→ **Directions for this task**: For each entry that follows, write out an identical copy.

Content starts

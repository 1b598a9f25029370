//! Decoded event records.

use crate::keyword::{EventType, ObjectType, Param};
use serde::ser::SerializeMap;
use serde::{Serialize, Serializer};
use std::collections::BTreeMap;
use std::fmt;

/// One decoded event line.
///
/// All strings borrow from the line they were decoded from, so an `Event`
/// cannot outlive the next read on the connection that produced it. Use
/// [`Event::to_owned_event`] to keep one around.
#[derive(Debug, Clone, Copy, PartialEq, Eq, Default, Serialize)]
pub struct Event<'a> {
    #[serde(rename = "type")]
    pub event_type: EventType,
    pub object_type: ObjectType,
    pub object: &'a str,
    #[serde(serialize_with = "serialize_params")]
    pub params: [Option<&'a str>; Param::COUNT],
}

impl<'a> Event<'a> {
    /// Returns the value of a parameter, if the line carried it.
    pub fn param(&self, param: Param) -> Option<&'a str> {
        self.params[param.index()]
    }

    /// Stores a parameter value, replacing any previous one.
    pub fn set_param(&mut self, param: Param, value: &'a str) {
        self.params[param.index()] = Some(value);
    }

    /// Iterates over the parameters present on the line, in slot order.
    pub fn params(&self) -> impl Iterator<Item = (Param, &'a str)> + '_ {
        Param::ALL
            .iter()
            .filter_map(move |&param| self.param(param).map(|value| (param, value)))
    }

    /// Copies the event out of the line buffer.
    pub fn to_owned_event(&self) -> OwnedEvent {
        OwnedEvent {
            event_type: self.event_type,
            object_type: self.object_type,
            object: self.object.to_string(),
            params: self
                .params()
                .map(|(param, value)| (param, value.to_string()))
                .collect(),
        }
    }
}

impl fmt::Display for Event<'_> {
    fn fmt(&self, f: &mut fmt::Formatter<'_>) -> fmt::Result {
        write!(
            f,
            "{} {} '{}'",
            self.event_type, self.object_type, self.object
        )?;
        for (param, value) in self.params() {
            write!(f, "\n\t{} '{}'", param, value)?;
        }
        Ok(())
    }
}

fn serialize_params<S: Serializer>(
    params: &[Option<&str>; Param::COUNT],
    serializer: S,
) -> Result<S::Ok, S::Error> {
    let present = params.iter().filter(|value| value.is_some()).count();
    let mut map = serializer.serialize_map(Some(present))?;
    for (param, value) in Param::ALL.iter().zip(params.iter()) {
        if let Some(value) = value {
            map.serialize_entry(param.as_str(), value)?;
        }
    }
    map.end()
}

/// An event that owns its strings.
#[derive(Debug, Clone, PartialEq, Eq, Serialize)]
pub struct OwnedEvent {
    #[serde(rename = "type")]
    pub event_type: EventType,
    pub object_type: ObjectType,
    pub object: String,
    pub params: BTreeMap<Param, String>,
}

impl OwnedEvent {
    /// Returns the value of a parameter, if present.
    pub fn param(&self, param: Param) -> Option<&str> {
        self.params.get(&param).map(String::as_str)
    }
}

impl fmt::Display for OwnedEvent {
    fn fmt(&self, f: &mut fmt::Formatter<'_>) -> fmt::Result {
        write!(
            f,
            "{} {} '{}'",
            self.event_type, self.object_type, self.object
        )?;
        for (param, value) in &self.params {
            write!(f, "\n\t{} '{}'", param, value)?;
        }
        Ok(())
    }
}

Content ends

→ **Written answer**:
repository 1b598a9f25029370
//! Decoded event records.

use crate::keyword::{EventType, ObjectType, Param};
use serde::ser::SerializeMap;
use serde::{Serialize, Serializer};
use std::collections::BTreeMap;
use std::fmt;

/// One decoded event line.
///
/// All strings borrow from the line they were decoded from, so an `Event`
/// cannot outlive the next read on the connection that produced it. Use
/// [`Event::to_owned_event`] to keep one around.
#[derive(Debug, Clone, Copy, PartialEq, Eq, Default, Serialize)]
pub struct Event<'a> {
    #[serde(rename = "type")]
    pub event_type: EventType,
    pub object_type: ObjectType,
    pub object: &'a str,
    #[serde(serialize_with = "serialize_params")]
    pub params: [Option<&'a str>; Param::COUNT],
}

impl<'a> Event<'a> {
    /// Returns the value of a parameter, if the line carried it.
    pub fn param(&self, param: Param) -> Option<&'a str> {
        self.params[param.index()]
    }

    /// Stores a parameter value, replacing any previous one.
    pub fn set_param(&mut self, param: Param, value: &'a str) {
        self.params[param.index()] = Some(value);
    }

    /// Iterates over the parameters present on the line, in slot order.
    pub fn params(&self) -> impl Iterator<Item = (Param, &'a str)> + '_ {
        Param::ALL
            .iter()
            .filter_map(move |&param| self.param(param).map(|value| (param, value)))
    }

    /// Copies the event out of the line buffer.
    pub fn to_owned_event(&self) -> OwnedEvent {
        OwnedEvent {
            event_type: self.event_type,
            object_type: self.object_type,
            object: self.object.to_string(),
            params: self
                .params()
                .map(|(param, value)| (param, value.to_string()))
                .collect(),
        }
    }
}

impl fmt::Display for Event<'_> {
    fn fmt(&self, f: &mut fmt::Formatter<'_>) -> fmt::Result {
        write!(
            f,
            "{} {} '{}'",
            self.event_type, self.object_type, self.object
        )?;
        for (param, value) in self.params() {
            write!(f, "\n\t{} '{}'", param, value)?;
        }
        Ok(())
    }
}

fn serialize_params<S: Serializer>(
    params: &[Option<&str>; Param::COUNT],
    serializer: S,
) -> Result<S::Ok, S::Error> {
    let present = params.iter().filter(|value| value.is_some()).count();
    let mut map = serializer.serialize_map(Some(present))?;
    for (param, value) in Param::ALL.iter().zip(params.iter()) {
        if let Some(value) = value {
            map.serialize_entry(param.as_str(), value)?;
        }
    }
    map.end()
}

/// An event that owns its strings.
#[derive(Debug, Clone, PartialEq, Eq, Serialize)]
pub struct OwnedEvent {
    #[serde(rename = "type")]
    pub event_type: EventType,
    pub object_type: ObjectType,
    pub object: String,
    pub params: BTreeMap<Param, String>,
}

impl OwnedEvent {
    /// Returns the value of a parameter, if present.
    pub fn param(&self, param: Param) -> Option<&str> {
        self.params.get(&param).map(String::as_str)
    }
}

impl fmt::Display for OwnedEvent {
    fn fmt(&self, f: &mut fmt::Formatter<'_>) -> fmt::Result {
        write!(
            f,
            "{} {} '{}'",
            self.event_type, self.object_type, self.object
        )?;
        for (param, value) in &self.params {
            write!(f, "\n\t{} '{}'", param, value)?;
        }
        Ok(())
    }
}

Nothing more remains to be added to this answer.